The structure of the synthesized compounds was determined on the basis of their IR, NMR and mass spectral data. The IR spectrum of 3 exhibited the bands at 1792 cm^-1 due to C=O stretch, 682 cm^-1 ascribing to C-Cl stretch, 769 cm^-1 corresponding to C-S stretch, 3145 cm^-1 pertaining to aromatic C-H stretch and 3452 cm^-1 attributing to N-H stretch. The compounds 5a-j showed bands in IR spectra at 3136- 3383 cm^-1 characteristic to NH stretch, 3053-3166 cm^-1 because of aromatic C-H stretch, 1598-1655 cm^-1 due to C=N stretch, 1252-1265 cm^-1 corresponding to C-O-C asymmetric stretch and 731-744 cm^-1 due to C-S stretch. In their IR spectra, 5k-m displayed bands at 3349-3410 cm^-1 pertaining to N-H stretch, 1657-1687 cm^-1 ascribing to C=O stretch, 1638-1655 cm^-1 corresponding to C=N stretch, 1329-1370 cm^-1 attributing to N-H deformation and 731-739 cm^-1 due to C-S stretch. The ¹H NMR spectra of 5a-m exhibited a broad singlet at δ 12.71-10.41 representing benzimidazole NH, aromatic hydrogens resonated in the range of δ 8.5-6.10, a singlet at δ 4.6-3.9 corresponding to two hydrogens of SCH₂ and at δ ~8.0 representing pyridazine/phthalazine NH amongst other protons. The 13C NMR spectra of compounds exhibited peaks due to aromatic carbons at δ ~160-110, carbonyl carbons at δ 176-165, carbon of SCH₂ at δ ~40 and aliphatic carbon atoms at δ ~50-8. The M+ and/or M++1 and M++2 peaks showed by 5a-m in mass spectra were in close agreement with their molecular weights.

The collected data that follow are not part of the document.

use std::time::Duration;

const DEFAULT_RELAY_URL: &str = "https://api.allorigins.win/get";
const DEFAULT_TIMEOUT_SECS: u64 = 20;
const DEFAULT_DELAY_MIN_MS: u64 = 1000;
const DEFAULT_DELAY_MAX_MS: u64 = 3000;
const DEFAULT_USER_AGENT: &str = concat!("pagetext/", env!("CARGO_PKG_VERSION"));

/// Bounds (inclusive, milliseconds) of the simulated processing delay.
#[derive(Clone, Copy, Debug, PartialEq, Eq)]
pub struct DelayWindow {
    pub min_ms: u64,
    pub max_ms: u64,
}

impl DelayWindow {
    pub const NONE: DelayWindow = DelayWindow { min_ms: 0, max_ms: 0 };

    pub fn sample(&self) -> Duration {
        use rand::Rng;
        let (lo, hi) = if self.min_ms <= self.max_ms { (self.min_ms, self.max_ms) } else { (self.max_ms, self.min_ms) };
        if lo == hi {
            return Duration::from_millis(lo);
        }
        Duration::from_millis(rand::thread_rng().gen_range(lo..=hi))
    }
}

impl Default for DelayWindow {
    fn default() -> Self {
        Self { min_ms: DEFAULT_DELAY_MIN_MS, max_ms: DEFAULT_DELAY_MAX_MS }
    }
}

#[derive(Clone, Debug)]
pub struct ExtractorConfig {
    pub relay_url: String,
    pub timeout: Duration,
    pub delay: DelayWindow,
    pub user_agent: String,
}

impl Default for ExtractorConfig {
    fn default() -> Self {
        Self {
            relay_url: DEFAULT_RELAY_URL.to_string(),
            timeout: Duration::from_secs(DEFAULT_TIMEOUT_SECS),
            delay: DelayWindow::default(),
            user_agent: DEFAULT_USER_AGENT.to_string(),
        }
    }
}

impl ExtractorConfig {
    pub fn from_env() -> Self {
        let mut cfg = Self::default();
        if let Ok(relay) = std::env::var("PAGETEXT_RELAY_URL") {
            cfg.relay_url = relay;
        }
        if let Ok(timeout) = std::env::var("PAGETEXT_TIMEOUT_SECS") {
            if let Ok(parsed) = timeout.parse::<u64>() {
                cfg.timeout = Duration::from_secs(parsed);
            }
        }
        if let Ok(min) = std::env::var("PAGETEXT_DELAY_MIN_MS") {
            if let Ok(parsed) = min.parse::<u64>() {
                cfg.delay.min_ms = parsed;
            }
        }
        if let Ok(max) = std::env::var("PAGETEXT_DELAY_MAX_MS") {
            if let Ok(parsed) = max.parse::<u64>() {
                cfg.delay.max_ms = parsed;
            }
        }
        if let Ok(ua) = std::env::var("PAGETEXT_USER_AGENT") {
            cfg.user_agent = ua;
        }
        cfg
    }
}

#[cfg(test)]
mod tests {
    use super::*;

    #[test]
    fn delay_samples_stay_in_window() {
        let w = DelayWindow { min_ms: 10, max_ms: 20 };
        for _ in 0..100 {
            let d = w.sample().as_millis();
            assert!((10..=20).contains(&d));
        }
    }

    #[test]
    fn inverted_and_empty_windows() {
        assert_eq!(DelayWindow::NONE.sample(), Duration::ZERO);
        let inverted = DelayWindow { min_ms: 5, max_ms: 1 };
        let d = inverted.sample().as_millis();
        assert!((1..=5).contains(&d));
    }

    #[test]
    fn defaults_match_relay_and_delay_window() {
        let cfg = ExtractorConfig::default();
        assert_eq!(cfg.relay_url, "https://api.allorigins.win/get");
        assert_eq!(cfg.delay, DelayWindow { min_ms: 1000, max_ms: 3000 });
        assert_eq!(cfg.timeout, Duration::from_secs(20));
    }
}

The title compounds 5a-m were evaluated for antimicrobial activity against S. aureus, E. faecalis (Gram-positive bacteria), K. pneumonia, E. coli (Gramnegative bacteria) and C. albicans and A. niger (fungi) by serial dilution method [32] on BHI broth medium. The antimicrobial screening results presented in Table 2 were mean of triplicate reading. Only 5a showed MIC 6.25 μg/ml, indicating better activity than standard drug ciprofloxacin whereas, 5j with 12.5 μg/ml, 5e and 5f with 25 μg/ml displayed moderate activity against S. aureus. Electron withdrawing substituents such as nitro and bromo sustained the activity. All the compounds showed potent activity against E. faecalis, exhibiting 0.2 μg/ml MIC in comparison to 10 μg/ml for ciprofloxacin. It seems, substitutions on phenyl ring at the 2-position of 1,3,4-oxadiazole has no effect on activity against E. faecalis. All compounds tested had very poor activity against E. coli exhibiting no dependency on substituents except one compound. Only 5j showed 0.2 μg/ml MIC against K. pneumoniae, indicating a greater potency than ciprofloxacin (MIC 10 μg/ml). Since 5j contains ciprofloxacin fragment in it, the activity seems to be better than ciprofloxacin itself. Eventually, 5j emerged out to possess good activity against both Gram-positive and Gram-negative bacteria. In general, the title compounds displayed good activity against Gram-positive organisms relative to against the Gram negative. This could perhaps be due to poor cell wall penetration of the compounds.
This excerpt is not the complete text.